• WHAT THE TASK ASKS: Give again, word for word, each line from the top of the listing through the line that holds "workbook's name table".

• RECORDS FOR THIS EXERCISE:
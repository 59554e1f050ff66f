//! Error types for named-cells-core

use std::fmt;

use thiserror::Error;

use crate::named_range::Shape;

/// Result type alias using [`Error`]
pub type Result<T> = std::result::Result<T, Error>;

/// Boxed error produced by a backend (file, archive or process failure)
pub type BackendError = Box<dyn std::error::Error + Send + Sync + 'static>;

/// Errors that can occur while resolving, reading or writing named ranges
#[derive(Debug, Error)]
pub enum Error {
    /// The name is not in the workbook's name table
    #[error("Name not found: {0}")]
    NameNotFound(String),

    /// The name exists, but only with sheet scope
    #[error("Name '{name}' is scoped to sheet '{sheet}'; only workbook-scoped names are supported")]
    AmbiguousScope { name: String, sheet: String },

    /// The value's shape does not match the range's shape
    #[error("Shape mismatch for '{name}': range is {expected}, value is {actual}")]
    ShapeMismatch {
        name: String,
        expected: ShapeDims,
        actual: ShapeDims,
    },

    /// Header labels of a table are not unique
    #[error("Duplicate header '{label}' in table '{name}'")]
    HeaderConflict { name: String, label: String },

    /// A scalar or vector range was used as a table
    #[error("Range '{name}' is a {shape}, not a table")]
    NotTabular { name: String, shape: Shape },

    /// The name does not evaluate to a single rectangular cell span
    #[error("Name '{name}' refers to '{refers_to}': {reason}")]
    UnsupportedReference {
        name: String,
        refers_to: String,
        reason: String,
    },

    /// Invalid cell address or range text
    #[error("Invalid address: {0}")]
    InvalidAddress(String),

    /// Failure inside the backend (IO, archive, external process)
    #[error("Backend error: {0}")]
    Backend(#[source] BackendError),
}

impl Error {
    /// Wrap any backend failure
    pub fn backend<E>(err: E) -> Self
    where
        E: Into<BackendError>,
    {
        Error::Backend(err.into())
    }

    /// The fieldless kind of this error
    pub fn kind(&self) -> ErrorKind {
        match self {
            Error::NameNotFound(_) => ErrorKind::NameNotFound,
            Error::AmbiguousScope { .. } => ErrorKind::AmbiguousScope,
            Error::ShapeMismatch { .. } => ErrorKind::ShapeMismatch,
            Error::HeaderConflict { .. } => ErrorKind::HeaderConflict,
            Error::NotTabular { .. } => ErrorKind::NotTabular,
            Error::UnsupportedReference { .. } | Error::InvalidAddress(_) => {
                ErrorKind::UnsupportedReference
            }
            Error::Backend(_) => ErrorKind::BackendIo,
        }
    }
}

/// Error classification, one variant per error family
#[derive(Debug, Clone, Copy, PartialEq, Eq, Hash)]
pub enum ErrorKind {
    NameNotFound,
    AmbiguousScope,
    ShapeMismatch,
    HeaderConflict,
    NotTabular,
    UnsupportedReference,
    BackendIo,
}

impl ErrorKind {
    /// Stable identifier used in diagnostics
    pub fn as_str(&self) -> &'static str {
        match self {
            ErrorKind::NameNotFound => "NameNotFoundError",
            ErrorKind::AmbiguousScope => "AmbiguousScopeError",
            ErrorKind::ShapeMismatch => "ShapeMismatchError",
            ErrorKind::HeaderConflict => "HeaderConflictError",
            ErrorKind::NotTabular => "NotTabularError",
            ErrorKind::UnsupportedReference => "UnsupportedReferenceError",
            ErrorKind::BackendIo => "BackendIOError",
        }
    }
}

impl fmt::Display for ErrorKind {
    fn fmt(&self, f: &mut fmt::Formatter<'_>) -> fmt::Result {
        f.write_str(self.as_str())
    }
}

/// Dimensions reported by [`Error::ShapeMismatch`]
#[derive(Debug, Clone, Copy, PartialEq, Eq)]
pub enum ShapeDims {
    Scalar,
    Vector(usize),
    Table { rows: usize, cols: usize },
    /// Rows of different lengths
    Ragged,
}

impl fmt::Display for ShapeDims {
    fn fmt(&self, f: &mut fmt::Formatter<'_>) -> fmt::Result {
        match self {
            ShapeDims::Scalar => write!(f, "a scalar"),
            ShapeDims::Vector(len) => write!(f, "a vector of {len}"),
            ShapeDims::Table { rows, cols } => write!(f, "a {rows}x{cols} table"),
            ShapeDims::Ragged => write!(f, "a ragged table"),
        }
    }
}

#[cfg(test)]
mod tests {
    use super::*;

    #[test]
    fn test_kind_mapping() {
        assert_eq!(
            Error::NameNotFound("x".into()).kind(),
            ErrorKind::NameNotFound
        );
        assert_eq!(
            Error::InvalidAddress("A0".into()).kind(),
            ErrorKind::UnsupportedReference
        );
        let io = std::io::Error::new(std::io::ErrorKind::Other, "disk");
        assert_eq!(Error::backend(io).kind(), ErrorKind::BackendIo);
    }

    #[test]
    fn test_shape_mismatch_message() {
        let err = Error::ShapeMismatch {
            name: "t.rates".into(),
            expected: ShapeDims::Table { rows: 2, cols: 2 },
            actual: ShapeDims::Vector(4),
        };
        assert_eq!(
            err.to_string(),
            "Shape mismatch for 't.rates': range is a 2x2 table, value is a vector of 4"
        );
    }
}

• ANSWER SPACE:
repository 59554e1f050ff66f
//! Error types for named-cells-core

use std::fmt;

use thiserror::Error;

use crate::named_range::Shape;

/// Result type alias using [`Error`]
pub type Result<T> = std::result::Result<T, Error>;

/// Boxed error produced by a backend (file, archive or process failure)
pub type BackendError = Box<dyn std::error::Error + Send + Sync + 'static>;

/// Errors that can occur while resolving, reading or writing named ranges
#[derive(Debug, Error)]
pub enum Error {
    /// The name is not in the workbook's name table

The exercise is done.